There are times in our lives when we just have to shake our heads and wish we could start over. Or we wish we could knock some sense into someone else and have them start over. Here is my ode to trying again:
1. When I was a travel agent I had a well-to-do client named Alexandria. She had wild, unkept black hair, wore several shades of purple at all times and talked as if she had been everywhere and seen everything. She loved to think herself savvy in the ways of the world and travel. Smiling and nodding while booking her flight, I ask “Do you have any meal requests?”
“Yes, Mediterranean please!”
Not vegetarian or dairy free or allergy warnings. Mediterranean. She is going to Scotland.
2. Another absurd conversation happened on Bal’s last birthday while he is talking to his Mom.
“Did you order chow mein for dinner?” asks his mom.

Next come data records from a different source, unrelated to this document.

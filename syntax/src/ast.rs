//! Typed syntax tree handed to code generation.
//!
//! Every [`Expr`] carries the [`Type`] the checking pass resolved for it;
//! code generation reads these annotations and never infers types itself.
//! Blocks that open a scope (`if`, `loop`, function and main bodies) carry
//! the [`ScopeId`] of their scope in the [`SymbolTable`].
//!
//! [`SymbolTable`]: crate::SymbolTable

use serde::{Deserialize, Serialize};

use crate::span::Span;
use crate::symbols::ScopeId;
use crate::types::Type;

/// A whole program: the entry unit plus every declared function.
#[derive(Debug, Clone, PartialEq, Serialize, Deserialize)]
pub struct Program {
    pub main: MainDecl,
    #[serde(default)]
    pub functions: Vec<FunctionDecl>,
}

impl Program {
    pub fn function(&self, name: &str) -> Option<&FunctionDecl> {
        self.functions.iter().find(|f| f.name == name)
    }
}

/// The entry unit's body.
#[derive(Debug, Clone, PartialEq, Serialize, Deserialize)]
pub struct MainDecl {
    pub body: Vec<Stmt>,
    pub scope: ScopeId,
    #[serde(default)]
    pub span: Span,
}

#[derive(Debug, Clone, PartialEq, Serialize, Deserialize)]
pub struct FunctionDecl {
    pub name: String,
    pub args: Vec<VarDecl>,
    pub body: Vec<Stmt>,
    #[serde(default)]
    pub span: Span,
}

/// A declared name with its type (function parameters).
#[derive(Debug, Clone, PartialEq, Serialize, Deserialize)]
pub struct VarDecl {
    pub name: String,
    pub ty: Type,
}

#[derive(Debug, Clone, PartialEq, Serialize, Deserialize)]
pub struct Stmt {
    pub kind: StmtKind,
    #[serde(default)]
    pub span: Span,
}

impl Stmt {
    pub fn new(kind: StmtKind) -> Self {
        Self {
            kind,
            span: Span::default(),
        }
    }

    pub fn with_span(mut self, span: Span) -> Self {
        self.span = span;
        self
    }
}

#[derive(Debug, Clone, PartialEq, Serialize, Deserialize)]
pub enum StmtKind {
    /// `target op= value` or `target[index] op= value`.
    Assign(Assign),

    /// `if cond ... else ... end`. Only the first condition is used.
    If {
        cond: Expr,
        then_body: Vec<Stmt>,
        #[serde(default)]
        else_body: Vec<Stmt>,
        #[serde(default)]
        scope: Option<ScopeId>,
    },

    /// `loop do ... end`: runs until a `break` leaves it.
    Loop {
        body: Vec<Stmt>,
        #[serde(default)]
        scope: Option<ScopeId>,
    },

    Break,

    /// Jump back to the start of the innermost loop.
    Next,

    Return(Option<Expr>),

    /// `puts expr`: print a value followed by a newline.
    Put(Expr),

    /// An expression evaluated for its side effects.
    Expr(Expr),
}

#[derive(Debug, Clone, PartialEq, Serialize, Deserialize)]
pub struct Assign {
    /// The assigned identifier, typed with the variable's type.
    pub target: Expr,
    /// Element index when assigning into a list.
    #[serde(default)]
    pub index: Option<Expr>,
    pub op: AssignOp,
    pub value: Expr,
}

#[derive(Debug, Clone, Copy, PartialEq, Eq, Hash, Serialize, Deserialize)]
pub enum AssignOp {
    /// `=`
    Assign,
    /// `+=`
    Add,
    /// `-=`
    Sub,
    /// `*=`
    Mul,
    /// `/=`
    Div,
    /// `%=`
    Mod,
}

impl AssignOp {
    /// Binary operator a compound assignment desugars to.
    pub fn binary(self) -> Option<BinaryOp> {
        match self {
            AssignOp::Assign => None,
            AssignOp::Add => Some(BinaryOp::Add),
            AssignOp::Sub => Some(BinaryOp::Sub),
            AssignOp::Mul => Some(BinaryOp::Mul),
            AssignOp::Div => Some(BinaryOp::Div),
            AssignOp::Mod => Some(BinaryOp::Mod),
        }
    }
}

/// An expression node with its resolved type.
#[derive(Debug, Clone, PartialEq, Serialize, Deserialize)]
pub struct Expr {
    pub kind: ExprKind,
    pub ty: Type,
    #[serde(default)]
    pub span: Span,
}

impl Expr {
    pub fn new(kind: ExprKind, ty: Type) -> Self {
        Self {
            kind,
            ty,
            span: Span::default(),
        }
    }

    pub fn with_span(mut self, span: Span) -> Self {
        self.span = span;
        self
    }

    /// The name, if this is a bare identifier.
    pub fn as_ident(&self) -> Option<&str> {
        match &self.kind {
            ExprKind::Ident(name) => Some(name),
            _ => None,
        }
    }
}

#[derive(Debug, Clone, PartialEq, Serialize, Deserialize)]
pub enum ExprKind {
    Int(i32),
    Bool(bool),
    /// String literal, without quotes.
    Str(String),

    /// A variable, or a function named without calling it.
    Ident(String),

    /// `&name`: explicit function pointer literal.
    FnPtr(String),

    /// `[a, b, c]`.
    List(Vec<Expr>),

    /// `base(args)` or `base[index]`.
    Access { base: Box<Expr>, access: Access },

    Binary {
        op: BinaryOp,
        lhs: Box<Expr>,
        rhs: Box<Expr>,
    },

    Unary { op: UnaryOp, operand: Box<Expr> },

    /// `len(expr)` on a string or list.
    Len(Box<Expr>),

    /// `chop(expr)`: the string without its last character.
    Chop(Box<Expr>),
}

#[derive(Debug, Clone, PartialEq, Serialize, Deserialize)]
pub enum Access {
    Call(Vec<Expr>),
    Index(Vec<Expr>),
}

#[derive(Debug, Clone, Copy, PartialEq, Eq, Hash, Serialize, Deserialize)]
pub enum BinaryOp {
    Add,
    Sub,
    Mul,
    Div,
    Mod,
    Eq,
    Ne,
    Gt,
    Ge,
    Lt,
    Le,
}

impl BinaryOp {
    pub fn is_arithmetic(self) -> bool {
        matches!(
            self,
            BinaryOp::Add
                | BinaryOp::Sub
                | BinaryOp::Mul
                | BinaryOp::Div
                | BinaryOp::Mod
        )
    }

    pub fn is_equality(self) -> bool {
        matches!(self, BinaryOp::Eq | BinaryOp::Ne)
    }
}

#[derive(Debug, Clone, Copy, PartialEq, Eq, Hash, Serialize, Deserialize)]
pub enum UnaryOp {
    /// `-x`
    Neg,
    /// `!x`
    Not,
    /// `++x`
    Inc,
    /// `--x`
    Dec,
}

“No, we decided to go out for breakfast and make dinner at home today.”
“Well, did you get chow mein?”
“No, we went our for breakfast.”
“Did you have chow mein for dinner?”
“NO! What’s with the chow mein?”
“The Chinese say it’s good for you on your birthday.”
“It’s a good thing we’re not Chinese then!!” Bal finally ends it.

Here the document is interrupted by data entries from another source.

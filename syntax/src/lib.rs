pub mod ast;
pub mod builder;
pub mod span;
pub mod symbols;
pub mod types;

pub use ast::{
    Access, Assign, AssignOp, BinaryOp, Expr, ExprKind, FunctionDecl,
    MainDecl, Program, Stmt, StmtKind, UnaryOp, VarDecl,
};
pub use span::{Pos, Span};
pub use symbols::{
    Binding, FunctionBinding, Scope, ScopeError, ScopeId, SymbolTable,
    VariableBinding,
};
pub use types::{Signature, Type};

use serde::{Deserialize, Serialize};

/// Everything code generation needs from the front end: the typed tree,
/// its symbol table and the names of the functions to emit, in emission
/// order.
#[derive(Debug, Clone, PartialEq, Serialize, Deserialize)]
pub struct CheckedProgram {
    pub program: Program,
    pub symbols: SymbolTable,
    pub reachable: Vec<String>,
}

#[cfg(test)]
mod tests {
    use super::builder::*;
    use super::*;

    fn sample() -> CheckedProgram {
        let x = || ident("x", Type::Int);
        ProgramBuilder::new()
            .function(
                "inc",
                &[("x", Type::Int)],
                Type::Int,
                vec![ret(Some(binary(BinaryOp::Add, x(), int(1))))],
            )
            .unreachable_function("dead", &[], Type::Void, vec![])
            .finish(vec![
                assign(ident("y", Type::Int), call("inc", vec![int(4)], Type::Int)),
                put(ident("y", Type::Int)),
            ])
    }

    #[test]
    fn builder_fills_symbols_and_reachability() {
        let checked = sample();
        assert_eq!(checked.reachable, vec!["inc".to_string()]);
        assert_eq!(checked.program.functions.len(), 2);

        let main = checked.symbols.scope(checked.program.main.scope).unwrap();
        assert_eq!(main.variable("y").unwrap().ty, Type::Int);
        let inc = main.function("inc").unwrap();
        assert_eq!(inc.arg_types, vec![Type::Int]);
        assert!(main.function("dead").is_some());
    }

    #[test]
    fn index_takes_element_type() {
        let xs = ident("xs", Type::list(Type::list(Type::Bool)));
        assert_eq!(index(xs, int(0)).ty, Type::list(Type::Bool));
    }

    #[test]
    fn checked_program_survives_json() {
        let checked = sample();
        let json = serde_json::to_string_pretty(&checked).unwrap();
        let back: CheckedProgram = serde_json::from_str(&json).unwrap();
        assert_eq!(back, checked);
    }

    #[test]
    fn spans_are_optional_in_json() {
        let json = r#"{ "kind": { "Int": 3 }, "ty": "Int" }"#;
        let expr: Expr = serde_json::from_str(json).unwrap();
        assert_eq!(expr, int(3));
        assert!(!expr.span.is_known());
    }
}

3. Standing in line for 15 minutes at the Tim Horton’s at the airport, all I can think of is having that first sip of coffee after an all too early morning wake up call. Finally I manage to pay and get my coffee. Then I realize holding an extra large coffee with no cup holder, a stroller, a bag and a baby that I have to feed and change then pee myself all within 30 minutes before boarding the plane is not exactly conducive to drinking my coffee in peace. Instead, I guzzle it like I once downed a Dr Pepper (amaretto shot dropped in a glass of beer and coke) in seconds at a seedy bar in college. I taste nothing but at least I can rest assured there is caffeine in my veins. Still, next time I will give myself an extra 30 minutes. Or I will bring along a travel partner. Or I will just stay home for the next 5 years.

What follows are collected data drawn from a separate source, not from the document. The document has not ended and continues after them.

//! Native behaviour of the library classes generated code links against:
//! the boxed scalars, `String`, `System.out`, `ArrayList` and the two
//! runtime-support classes `List` and `Fptr`.

use std::cell::RefCell;
use std::rc::Rc;

use bytecode::{FieldRef, MethodRef};

use crate::error::VmError;
use crate::value::{Object, Value};

/// What a native call asks of the interpreter.
#[derive(Debug)]
pub(crate) enum Primitive {
    /// Finished, with a result for value-returning methods.
    Return(Option<Value>),
    /// A line written to standard output.
    Print(String),
    /// `Fptr.invoke`: call `name` on `receiver` and return its result.
    Apply {
        receiver: Value,
        name: String,
        args: Vec<Value>,
    },
}

pub(crate) fn call(
    method: &MethodRef,
    receiver: Option<Value>,
    args: Vec<Value>,
) -> Result<Primitive, VmError> {
    let class: &str = &method.class;
    let name: &str = &method.name;
    let descriptor: &str = &method.descriptor;
    let this = receiver.unwrap_or(Value::Null);
    let value = |v: Value| -> Result<Primitive, VmError> {
        Ok(Primitive::Return(Some(v)))
    };
    let done = || -> Result<Primitive, VmError> { Ok(Primitive::Return(None)) };

    match (class, name, descriptor) {
        ("java/lang/Object", "<init>", "()V") => done(),

        ("java/lang/Integer", "valueOf", "(I)Ljava/lang/Integer;") => {
            value(Value::Integer(int_arg(&args, 0)?))
        }
        ("java/lang/Boolean", "valueOf", "(Z)Ljava/lang/Boolean;") => {
            value(Value::Boolean(int_arg(&args, 0)? != 0))
        }
        ("java/lang/Integer", "intValue", "()I") => match this {
            Value::Integer(v) => value(Value::Int(v)),
            other => Err(mismatch("java/lang/Integer", &other)),
        },
        ("java/lang/Boolean", "booleanValue", "()Z") => match this {
            Value::Boolean(b) => value(Value::Int(b as i32)),
            other => Err(mismatch("java/lang/Boolean", &other)),
        },

        ("java/lang/String", "length", "()I") => {
            let text = string(&this)?;
            value(Value::Int(text.chars().count() as i32))
        }
        ("java/lang/String", "substring", "(II)Ljava/lang/String;") => {
            let text = string(&this)?;
            let begin = int_arg(&args, 0)?;
            let end = int_arg(&args, 1)?;
            let len = text.chars().count();
            if begin < 0 || end < begin || end as usize > len {
                return Err(VmError::StringIndex { begin, end, len });
            }
            let part: String = text
                .chars()
                .skip(begin as usize)
                .take((end - begin) as usize)
                .collect();
            value(Value::string(&part))
        }
        ("java/lang/String", "equals", "(Ljava/lang/Object;)Z") => {
            let text = string(&this)?;
            let equal = matches!(args.first(), Some(Value::Str(other)) if *other == text);
            value(Value::Int(equal as i32))
        }

        ("java/io/PrintStream", "println", _) => {
            let arg = args.first().cloned().unwrap_or(Value::Null);
            let line = match (descriptor, &arg) {
                ("(Z)V", Value::Int(v)) => (*v != 0).to_string(),
                ("(I)V", Value::Int(v)) => v.to_string(),
                ("(Z)V" | "(I)V", other) => {
                    return Err(mismatch("int", other));
                }
                _ => arg.to_string(),
            };
            Ok(Primitive::Print(line))
        }

        ("java/util/ArrayList", "<init>", "()V") => {
            initialize(&this, Object::ArrayList(Vec::new()))?;
            done()
        }
        ("java/util/ArrayList", "add", "(Ljava/lang/Object;)Z") => {
            let item = args.into_iter().next().unwrap_or(Value::Null);
            let array = heap(&this, "ArrayList.add")?;
            if let Object::ArrayList(items) = &mut *array.borrow_mut() {
                items.push(item);
                return value(Value::Int(1));
            }
            Err(mismatch("java/util/ArrayList", &this))
        }

        ("List", "<init>", "(Ljava/util/ArrayList;)V") => {
            let backing = args.into_iter().next().unwrap_or(Value::Null);
            match &backing {
                Value::Ref(obj)
                    if matches!(&*obj.borrow(), Object::ArrayList(_)) => {}
                other => return Err(mismatch("java/util/ArrayList", other)),
            }
            initialize(&this, Object::List(backing))?;
            done()
        }
        ("List", "<init>", "(LList;)V") => {
            let source = args.first().cloned().unwrap_or(Value::Null);
            let items = source
                .list_items()
                .ok_or_else(|| mismatch("List", &source))?;
            let copy = Value::object(Object::ArrayList(items));
            initialize(&this, Object::List(copy))?;
            done()
        }
        ("List", "getElement", "(I)Ljava/lang/Object;") => {
            let index = int_arg(&args, 0)?;
            let array = backing(&this)?;
            let array = array.borrow();
            let Object::ArrayList(items) = &*array else {
                return Err(mismatch("java/util/ArrayList", &this));
            };
            let item = element(items, index)?.clone();
            value(item)
        }
        ("List", "setElement", "(ILjava/lang/Object;)V") => {
            let index = int_arg(&args, 0)?;
            let item = args.get(1).cloned().unwrap_or(Value::Null);
            let array = backing(&this)?;
            let mut array = array.borrow_mut();
            let Object::ArrayList(items) = &mut *array else {
                return Err(mismatch("java/util/ArrayList", &this));
            };
            let len = items.len();
            match usize::try_from(index).ok().and_then(|i| items.get_mut(i)) {
                Some(slot) => *slot = item,
                None => return Err(VmError::IndexOutOfBounds { index, len }),
            }
            done()
        }
        ("List", "getSize", "()I") => {
            let items = this
                .list_items()
                .ok_or_else(|| mismatch("List", &this))?;
            value(Value::Int(items.len() as i32))
        }

        ("Fptr", "<init>", "(Ljava/lang/Object;Ljava/lang/String;)V") => {
            let receiver = args.first().cloned().unwrap_or(Value::Null);
            let name = match args.get(1) {
                Some(Value::Str(name)) => name.to_string(),
                Some(other) => return Err(mismatch("java/lang/String", other)),
                None => return Err(mismatch("java/lang/String", &Value::Null)),
            };
            initialize(&this, Object::Fptr { receiver, name })?;
            done()
        }
        ("Fptr", "invoke", "(Ljava/util/ArrayList;)Ljava/lang/Object;") => {
            let (receiver, name) = match &this {
                Value::Ref(obj) => match &*obj.borrow() {
                    Object::Fptr { receiver, name } => {
                        (receiver.clone(), name.clone())
                    }
                    _ => return Err(mismatch("Fptr", &this)),
                },
                other => return Err(mismatch("Fptr", other)),
            };
            let packed = args.first().cloned().unwrap_or(Value::Null);
            let args = packed
                .list_items()
                .ok_or_else(|| mismatch("java/util/ArrayList", &packed))?;
            Ok(Primitive::Apply {
                receiver,
                name,
                args,
            })
        }

        _ => Err(VmError::UnknownMethod(method.to_string())),
    }
}

pub(crate) fn get_static(field: &FieldRef) -> Result<Value, VmError> {
    match (&*field.class, &*field.name) {
        ("java/lang/System", "out") => Ok(Value::PrintStream),
        _ => Err(VmError::UnknownField(field.to_string())),
    }
}

/// `checkcast`: `null` passes any cast.
pub(crate) fn check_cast(class: &str, value: &Value) -> Result<(), VmError> {
    let ok = match (class, value) {
        (_, Value::Null) | ("java/lang/Object", _) => true,
        ("java/lang/Integer", Value::Integer(_)) => true,
        ("java/lang/Boolean", Value::Boolean(_)) => true,
        ("java/lang/String", Value::Str(_)) => true,
        (_, Value::Ref(_)) => value.type_name() == class,
        _ => false,
    };
    if ok {
        Ok(())
    } else {
        Err(VmError::ClassCast {
            class: class.to_string(),
            found: value.type_name(),
        })
    }
}

/// Run a constructor: an uninitialized object becomes `object` in place.
pub(crate) fn initialize(this: &Value, object: Object) -> Result<(), VmError> {
    let obj = heap(this, "<init>")?;
    if !matches!(&*obj.borrow(), Object::Uninit(_)) {
        return Err(mismatch("uninitialized object", this));
    }
    *obj.borrow_mut() = object;
    Ok(())
}

fn heap(value: &Value, site: &str) -> Result<Rc<RefCell<Object>>, VmError> {
    match value {
        Value::Ref(obj) => Ok(Rc::clone(obj)),
        Value::Null => Err(VmError::NullReference(site.to_string())),
        other => Err(mismatch("object reference", other)),
    }
}

/// The `ArrayList` behind a `List`.
fn backing(list: &Value) -> Result<Rc<RefCell<Object>>, VmError> {
    let obj = heap(list, "List")?;
    let inner = match &*obj.borrow() {
        Object::List(backing) => backing.clone(),
        _ => return Err(mismatch("List", list)),
    };
    heap(&inner, "List")
}

fn element(items: &[Value], index: i32) -> Result<&Value, VmError> {
    usize::try_from(index)
        .ok()
        .and_then(|i| items.get(i))
        .ok_or(VmError::IndexOutOfBounds {
            index,
            len: items.len(),
        })
}

fn int_arg(args: &[Value], at: usize) -> Result<i32, VmError> {
    match args.get(at) {
        Some(Value::Int(v)) => Ok(*v),
        Some(other) => Err(mismatch("int", other)),
        None => Err(mismatch("int", &Value::Null)),
    }
}

fn string(value: &Value) -> Result<Rc<str>, VmError> {
    match value {
        Value::Str(text) => Ok(Rc::clone(text)),
        Value::Null => Err(VmError::NullReference("String".to_string())),
        other => Err(mismatch("java/lang/String", other)),
    }
}

fn mismatch(expected: &str, found: &Value) -> VmError {
    VmError::TypeMismatch {
        expected: expected.to_string(),
        found: found.type_name(),
    }
}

4. Shut-up Amber! Shut-up, Shut-up, Shut-up!! Fine, it is fabulous that you believe in God. Having Faith is fantastic. But take some bloody responsibility will you. God has better things to do than pre-ordain that you are going to win half a million dollars on a mental reality tv show! Your actions have consequences. Good or bad. If something does not go your way, acknowledge your mistake, learn from it and move on to better things the next time. Shrugging your shoulders and exclaiming that it is all in God’s plan which is already chosen is not going to help you or your child learn and grow. You have free will. So shut-up, shut-up, shut-up already. Oh, and quit your bloody crying all the time! Take 2…
5. A woman fell 15 metres off a Zipline that I had just been on a few weeks ago. The guide, apparently, screwed up. I bet it was the same dude who roared past our group on an ATV waving like a maniac and then running directly into a tree. The guide was fine (although embarrassed). The tree was not. Nor was the ATV. Nor is this woman who probably broke both ankles. Perhaps next time they won’t hire the first bloke who strolls up looking for an adventurous summer job. Oh, and make sure he’s sober too will ya…
6. I spent $20 on a toy Kaya has barely looked at. She has however, played non stop with the box it came in. Next time I will head to the liquor store to get a free cardboard box for her and $20 worth of delicious booze for me. Lesson learned.
7. I so wish I could have a do over here. Kaya was constipated and so I was ultra aware of any pooing action. She is sitting on Bal’s legs and I exclaim “Oh, I think there’s a poopy!!” whereby I lean down to her on Bal to smell. Before I can take it back, before I can stop that large intake of air, I realize my mistake. It is not a baby poopy at all. It is instead, a big boys stinky fart.